I tend to do isolation exercises before my compounds, particularly shoulders, biceps, triceps, and quads and they set me up fine for the compound movements.

I also wouldnt say they hampered the strength to much in relation to the weight lifted. For example after i do hamstrings, i then do leg extensions for 3 sets or so to include rest/pause and drop set. I then do heavy leg press for 10-14reps or so or a little lighter and do 20 reps, or even as of late do as Zack Khan has done his leg press. I then do squats and the point im getting at is i can generally squat more or atleast as much after doing those than i can if i done squats first.

I often think its irrelevant the weight used as long as the desired reps are reps worked as the muscle doesnt in essence know if its 100kg moved or 60kg moved aslong as the reps are working reps if you know what i mean...


----------



## dtlv (Jul 24, 2009)

tel3563 said:


> I couldn't lift as much on bench if I'd just done 3 sets of flyes to failure, I'd
> 
> think it was impossible tbh


Thats kinda my question about the effectiveness of pre exhaust - it may feel more intense but if the total workload of the session is less than straight sets, does that perceived intensity or 'feel in the muscle' necessarily transfer to greater gains? I agree the load doesn't matter per se, but if pre exhaust forces you to do less overall than you normally would... do you get what i mean?

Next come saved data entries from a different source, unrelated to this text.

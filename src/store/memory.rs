//! In-memory repositories for tests and `gateway serve --ephemeral`.
//!
//! Uses `HashMap` and `Vec` behind `std::sync::RwLock` for thread safety.
//! Enforces the same uniqueness rules as the SQLite schema: one document
//! per `source_file`, one term per slug.
//!
//! Unit tests get failure injection hooks to drive the controller's error
//! paths; they are compiled out of regular builds.

use std::collections::{BTreeMap, HashMap};
use std::sync::atomic::{AtomicU32, AtomicUsize, Ordering};
use std::sync::RwLock;

use async_trait::async_trait;

use crate::models::{ContactSubmission, PlatformTerm, StoredDocument};

use super::{ContactRepository, DocumentRepository, StoreError, TaxonomyRepository};

/// In-memory document and taxonomy store.
pub struct InMemoryStore {
    docs: RwLock<BTreeMap<i64, StoredDocument>>,
    doc_terms: RwLock<HashMap<i64, Vec<i64>>>,
    terms: RwLock<Vec<PlatformTerm>>,
    contacts: RwLock<Vec<ContactSubmission>>,
    next_doc_id: AtomicUsize,
    next_term_id: AtomicUsize,
    writes: AtomicUsize,
    fail_set_terms: AtomicU32,
    fail_upsert: RwLock<Option<StoreError>>,
    hidden_term_lookups: AtomicU32,
}

impl InMemoryStore {
    pub fn new() -> Self {
        Self {
            docs: RwLock::new(BTreeMap::new()),
            doc_terms: RwLock::new(HashMap::new()),
            terms: RwLock::new(Vec::new()),
            contacts: RwLock::new(Vec::new()),
            next_doc_id: AtomicUsize::new(1),
            next_term_id: AtomicUsize::new(1),
            writes: AtomicUsize::new(0),
            fail_set_terms: AtomicU32::new(0),
            fail_upsert: RwLock::new(None),
            hidden_term_lookups: AtomicU32::new(0),
        }
    }

    /// Number of successful document writes (inserts and updates).
    pub fn write_count(&self) -> usize {
        self.writes.load(Ordering::SeqCst)
    }

    pub fn document_count(&self) -> usize {
        self.docs.read().unwrap().len()
    }

    pub fn term_count(&self) -> usize {
        self.terms.read().unwrap().len()
    }

    /// Contact submissions saved so far, oldest first.
    pub fn contacts(&self) -> Vec<ContactSubmission> {
        self.contacts.read().unwrap().clone()
    }

    /// Makes the next `n` calls to `set_terms` fail.
    #[cfg(test)]
    pub fn fail_next_set_terms(&self, n: u32) {
        self.fail_set_terms.store(n, Ordering::SeqCst);
    }

    /// Makes every `upsert` fail with `err` until cleared with `None`.
    #[cfg(test)]
    pub fn fail_upserts_with(&self, err: Option<StoreError>) {
        *self.fail_upsert.write().unwrap() = err;
    }

    /// Makes the next `n` term lookups report "not found" even when the
    /// term exists, simulating a concurrent creator that has not been
    /// observed yet.
    #[cfg(test)]
    pub fn hide_terms_from_next_lookups(&self, n: u32) {
        self.hidden_term_lookups.store(n, Ordering::SeqCst);
    }

    fn take_one(counter: &AtomicU32) -> bool {
        counter
            .fetch_update(Ordering::SeqCst, Ordering::SeqCst, |n| n.checked_sub(1))
            .is_ok()
    }
}

impl Default for InMemoryStore {
    fn default() -> Self {
        Self::new()
    }
}

#[async_trait]
impl DocumentRepository for InMemoryStore {
    async fn find_by_external_key(
        &self,
        source_file: &str,
    ) -> Result<Option<StoredDocument>, StoreError> {
        let docs = self.docs.read().unwrap();
        Ok(docs
            .values()
            .find(|d| d.source_file == source_file)
            .cloned())
    }

    async fn get(&self, id: i64) -> Result<Option<StoredDocument>, StoreError> {
        Ok(self.docs.read().unwrap().get(&id).cloned())
    }

    async fn upsert(&self, doc: &StoredDocument) -> Result<i64, StoreError> {
        if let Some(err) = self.fail_upsert.read().unwrap().clone() {
            return Err(err);
        }

        let mut docs = self.docs.write().unwrap();
        let id = match doc.id {
            Some(id) => {
                if !docs.contains_key(&id) {
                    return Err(StoreError::NotFound(format!("document {}", id)));
                }
                if docs
                    .values()
                    .any(|d| d.id != Some(id) && d.source_file == doc.source_file)
                {
                    return Err(StoreError::Conflict(format!(
                        "source_file {} already stored",
                        doc.source_file
                    )));
                }
                id
            }
            None => {
                if docs.values().any(|d| d.source_file == doc.source_file) {
                    return Err(StoreError::Conflict(format!(
                        "source_file {} already stored",
                        doc.source_file
                    )));
                }
                self.next_doc_id.fetch_add(1, Ordering::SeqCst) as i64
            }
        };

        let mut stored = doc.clone();
        stored.id = Some(id);
        docs.insert(id, stored);
        self.writes.fetch_add(1, Ordering::SeqCst);
        Ok(id)
    }

    async fn set_terms(&self, id: i64, term_ids: &[i64]) -> Result<(), StoreError> {
        if Self::take_one(&self.fail_set_terms) {
            return Err(StoreError::Backend("term association rejected".to_string()));
        }
        if !self.docs.read().unwrap().contains_key(&id) {
            return Err(StoreError::NotFound(format!("document {}", id)));
        }
        let mut ids = term_ids.to_vec();
        ids.sort_unstable();
        ids.dedup();
        self.doc_terms.write().unwrap().insert(id, ids);
        Ok(())
    }

    async fn terms_of(&self, id: i64) -> Result<Vec<String>, StoreError> {
        let doc_terms = self.doc_terms.read().unwrap();
        let terms = self.terms.read().unwrap();
        let mut slugs: Vec<String> = doc_terms
            .get(&id)
            .map(|ids| {
                ids.iter()
                    .filter_map(|tid| terms.iter().find(|t| t.id == *tid))
                    .map(|t| t.slug.clone())
                    .collect()
            })
            .unwrap_or_default();
        slugs.sort();
        Ok(slugs)
    }

    async fn clear_fingerprint(&self, id: i64) -> Result<(), StoreError> {
        let mut docs = self.docs.write().unwrap();
        let doc = docs
            .get_mut(&id)
            .ok_or_else(|| StoreError::NotFound(format!("document {}", id)))?;
        doc.sync_hash.clear();
        Ok(())
    }
}

#[async_trait]
impl TaxonomyRepository for InMemoryStore {
    async fn find_term_by_slug(&self, slug: &str) -> Result<Option<PlatformTerm>, StoreError> {
        if Self::take_one(&self.hidden_term_lookups) {
            return Ok(None);
        }
        let terms = self.terms.read().unwrap();
        Ok(terms.iter().find(|t| t.slug == slug).cloned())
    }

    async fn create_term(&self, name: &str, slug: &str) -> Result<PlatformTerm, StoreError> {
        let mut terms = self.terms.write().unwrap();
        if terms.iter().any(|t| t.slug == slug) {
            return Err(StoreError::Conflict(format!("term slug {} exists", slug)));
        }
        let term = PlatformTerm {
            id: self.next_term_id.fetch_add(1, Ordering::SeqCst) as i64,
            slug: slug.to_string(),
            name: name.to_string(),
        };
        terms.push(term.clone());
        Ok(term)
    }
}

#[async_trait]
impl ContactRepository for InMemoryStore {
    async fn save_contact(&self, submission: &ContactSubmission) -> Result<i64, StoreError> {
        let mut contacts = self.contacts.write().unwrap();
        contacts.push(submission.clone());
        Ok(contacts.len() as i64)
    }
}

#[cfg(test)]
mod tests {
    use super::*;

    fn doc(source_file: &str) -> StoredDocument {
        StoredDocument {
            id: None,
            source_file: source_file.to_string(),
            title: "T".to_string(),
            slug: "t".to_string(),
            excerpt: String::new(),
            content: "<p>x</p>".to_string(),
            post_type: "documentation".to_string(),
            status: "publish".to_string(),
            sync_hash: "abc".to_string(),
            sync_timestamp: String::new(),
            filesize: 1,
        }
    }

    #[tokio::test]
    async fn test_insert_then_update_in_place() {
        let store = InMemoryStore::new();
        let id = store.upsert(&doc("a.md")).await.unwrap();

        let mut existing = store.find_by_external_key("a.md").await.unwrap().unwrap();
        assert_eq!(existing.id, Some(id));
        existing.title = "Renamed".to_string();
        assert_eq!(store.upsert(&existing).await.unwrap(), id);

        assert_eq!(store.document_count(), 1);
        assert_eq!(store.get(id).await.unwrap().unwrap().title, "Renamed");
        assert_eq!(store.write_count(), 2);
    }

    #[tokio::test]
    async fn test_duplicate_insert_is_conflict() {
        let store = InMemoryStore::new();
        store.upsert(&doc("a.md")).await.unwrap();
        let err = store.upsert(&doc("a.md")).await.unwrap_err();
        assert!(matches!(err, StoreError::Conflict(_)));
    }

    #[tokio::test]
    async fn test_set_terms_replaces() {
        let store = InMemoryStore::new();
        let id = store.upsert(&doc("a.md")).await.unwrap();
        let ios = store.create_term("Ios", "ios").await.unwrap();
        let android = store.create_term("Android", "android").await.unwrap();

        store.set_terms(id, &[ios.id]).await.unwrap();
        store.set_terms(id, &[android.id]).await.unwrap();
        assert_eq!(store.terms_of(id).await.unwrap(), vec!["android".to_string()]);
    }

    #[tokio::test]
    async fn test_duplicate_term_is_conflict() {
        let store = InMemoryStore::new();
        store.create_term("Ios", "ios").await.unwrap();
        let err = store.create_term("iOS", "ios").await.unwrap_err();
        assert!(matches!(err, StoreError::Conflict(_)));
        assert_eq!(store.term_count(), 1);
    }

    #[tokio::test]
    async fn test_clear_fingerprint() {
        let store = InMemoryStore::new();
        let id = store.upsert(&doc("a.md")).await.unwrap();
        store.clear_fingerprint(id).await.unwrap();
        assert_eq!(store.get(id).await.unwrap().unwrap().sync_hash, "");
    }
}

I would hypothesise that what such training might do is lead to positive adaptations in sarcoplasmic hypertrophy and energy stores... would make sense if the training led to a lower load to be used but greater volume.

Speculation though so feel free to disagree


----------



## essexboy (Sep 7, 2008)

I find that flyes are not satisfactory to use as an isolation movement, as to some degree the triceps are somewhat inavoidably involved.if you have acess to a pec deck, use that instead.

the correct protocol as invented by Arthur Jones was to work to failure on the isolation movment, then to bring the fresher muscles, in this case the triceps to further inroad the momemtarily weaker pectorals.Its imperitive to move from isolation to compound in three seconds or less, as much more time will give the muscle time to recover, and thus become a weak link again.

your weight on the compound willl be less, but as Joe points out, its not weight lifting its muscle building.As long as you work to failure, the weight is irelavant.Aim for 8/10 reps, on the isolation, and 6/8 on the compound.

I use this on back movements, by utilising one set of nautilus pullovers, followed by negative chins.It totally fries my back, whilst preserving at least some of my arm strength.

you can even use a double pre-ex cycle such as incline press, pec deck, negative dip.it doesnt get much harder, and youll need a good partner to push you when it gets tough, but its well worth it.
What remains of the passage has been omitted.